- Origin: Detroit, Michigan, USA
- Genres: Avant Garde Jazz
- Years active: 1972–1989
- Past members: Faruq Z. Bey; Tani Tabbal; Jaribu Shahid; Anthony Holland; David McMurray; Tariq Samad; David Abdul Kahafiz; Patrice Williams ("Kafi Nassoma"), Sadiq Bey, Mubarak Hakim, Spencer Barefield, Horace Harlaque, Darryl Pierce, Elreta Dodds, Eric Anderson

= Griot Galaxy =

Griot Galaxy was an avant-garde jazz band led by Detroit saxophonist and poet Faruq Z. Bey. The band was founded in 1972 with drummer Tariq Samad, bassist Jaribu Shahid, and saxophonists Bey, Anthony Holland and David McMurray. Their first recorded appearance is often cited as coming from a 1976 album by Phil Ranelin entitled Vibes from the Tribe. Bey is featured with Ranelin on a track called He the One We All Know with drummer Tariq Samad and David Abdul Kahafiz on zeetar. Bey is credited as Faruk Hanif Bey.

The first recording by Griot Galaxy proper was 1981's Kins, released on Black and White Records. In 1983, two tracks appeared on an LP called The Montreux Detroit Collection, vol. 3: Motor City Modernists, recorded at Detroit's Montreux Jazz Festival. A 1983 performance at the Detroit Institute of Arts (DIA) was recorded, but shelved until it was released by Entropy Stereo in 2003.

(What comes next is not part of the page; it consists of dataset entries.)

//! HTTP Transport
//!
//! This module owns the `reqwest` client, composes endpoint URLs against the
//! configured origin, and maps responses to typed results. It also carries
//! the closed flag shared by every API handle.

use std::time::Duration;

use bytes::Bytes;
use reqwest::{Method, Response, StatusCode};
use serde::de::DeserializeOwned;
use serde::Serialize;
use tokio::sync::RwLock;
use tracing::{debug, warn};
use url::Url;

use crate::errors::{map_download_status_to_error, map_status_to_error, ApiError, Result};
use crate::types::ClientConfig;

/// Sends requests to the hospital administration API
///
/// A transport is shared behind an `Arc` by all API handles created from one
/// client. Closing it makes every later request fail with `ClientClosed`.
pub struct Transport {
    http: reqwest::Client,
    base_url: Url,
    request_timeout: Duration,
    closed: RwLock<bool>,
}

impl Transport {
    /// Builds a transport for the configured origin
    pub fn new(config: &ClientConfig) -> Result<Self> {
        let base_url = parse_base_url(&config.base_url)?;

        let http = reqwest::Client::builder()
            .connect_timeout(Duration::from_millis(config.connect_timeout))
            .user_agent(config.user_agent.clone())
            .build()?;

        Ok(Self {
            http,
            base_url,
            request_timeout: Duration::from_millis(config.request_timeout),
            closed: RwLock::new(false),
        })
    }

    /// Origin every route is resolved against
    pub fn base_url(&self) -> &Url {
        &self.base_url
    }

    /// Composes an endpoint from path segments
    ///
    /// Segments are percent-encoded; a segment containing `/` is split so
    /// multi-segment routes can be passed as one string. Any path prefix of
    /// the base URL is preserved.
    pub fn endpoint(&self, segments: &[&str]) -> Result<Url> {
        let mut url = self.base_url.clone();
        {
            let mut path = url
                .path_segments_mut()
                .map_err(|_| ApiError::InvalidArgument("Base URL cannot carry a path".to_string()))?;
            path.pop_if_empty();
            for segment in segments {
                for part in segment.split('/').filter(|p| !p.is_empty()) {
                    path.push(part);
                }
            }
        }
        Ok(url)
    }

    /// Checks if the transport is closed
    pub async fn check_closed(&self) -> Result<()> {
        let closed = self.closed.read().await;
        if *closed {
            return Err(ApiError::ClientClosed);
        }
        Ok(())
    }

    /// Sends a JSON request and decodes the JSON response
    pub async fn request_json<B, T>(&self, method: Method, url: Url, body: Option<&B>) -> Result<T>
    where
        B: Serialize + ?Sized,
        T: DeserializeOwned,
    {
        let bytes = self.request_bytes(method, url, body).await?;
        Ok(serde_json::from_slice(&bytes)?)
    }

    /// Sends a JSON request and returns the raw response body
    pub async fn request_bytes<B>(&self, method: Method, url: Url, body: Option<&B>) -> Result<Bytes>
    where
        B: Serialize + ?Sized,
    {
        self.check_closed().await?;

        debug!(method = %method, url = %url, "sending request");
        let mut request = self
            .http
            .request(method.clone(), url.clone())
            .timeout(self.request_timeout)
            .header(reqwest::header::ACCEPT, "application/json");
        if let Some(body) = body {
            request = request.json(body);
        }

        let response = request.send().await.map_err(|e| {
            warn!(method = %method, url = %url, error = %e, "request did not complete");
            ApiError::Network(e)
        })?;

        let status = response.status();
        if let Some(err) = map_status_to_error(status) {
            warn!(method = %method, url = %url, status = status.as_u16(), "request rejected");
            return Err(err);
        }

        debug!(method = %method, url = %url, status = status.as_u16(), "request succeeded");
        Ok(response.bytes().await?)
    }

    /// Opens a streamed GET for a binary resource
    ///
    /// Only the status line and headers have been received when this returns;
    /// the body is left for the caller to consume chunk by chunk.
    pub async fn open_stream(&self, url: Url) -> Result<Response> {
        self.check_closed().await?;

        debug!(url = %url, "opening stream");
        let response = self.http.get(url.clone()).send().await.map_err(|e| {
            warn!(url = %url, error = %e, "stream request did not complete");
            ApiError::Network(e)
        })?;

        let status = response.status();
        if let Some(err) = map_download_status_to_error(status) {
            warn!(url = %url, status = status.as_u16(), "stream request rejected");
            return Err(err);
        }

        if status == StatusCode::NO_CONTENT || status == StatusCode::RESET_CONTENT {
            return Err(ApiError::UnsupportedStream(format!(
                "{} responded with {} and no body",
                url, status
            )));
        }

        Ok(response)
    }

    /// Closes the transport
    ///
    /// It's safe to call close multiple times.
    pub async fn close(&self) {
        let mut closed = self.closed.write().await;
        *closed = true;
    }

    /// Returns true once close has been called
    pub async fn is_closed(&self) -> bool {
        *self.closed.read().await
    }
}

/// Parses and validates the configured origin
pub fn parse_base_url(raw: &str) -> Result<Url> {
    let url = Url::parse(raw.trim())?;
    match url.scheme() {
        "http" | "https" => {}
        other => {
            return Err(ApiError::InvalidArgument(format!(
                "Unsupported URL scheme: {}",
                other
            )))
        }
    }
    if url.cannot_be_a_base() || url.host().is_none() {
        return Err(ApiError::InvalidArgument(format!("Invalid base URL: {}", raw)));
    }
    Ok(url)
}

Throughout 1984, Griot Galaxy toured extensively in Europe. A live recording from Austria was released as Opus Krampus by the German label Sound Aspects. This was the last recording of the group, which officially disbanded in 1989 after Bey was involved in a serious motorcycle accident five years prior.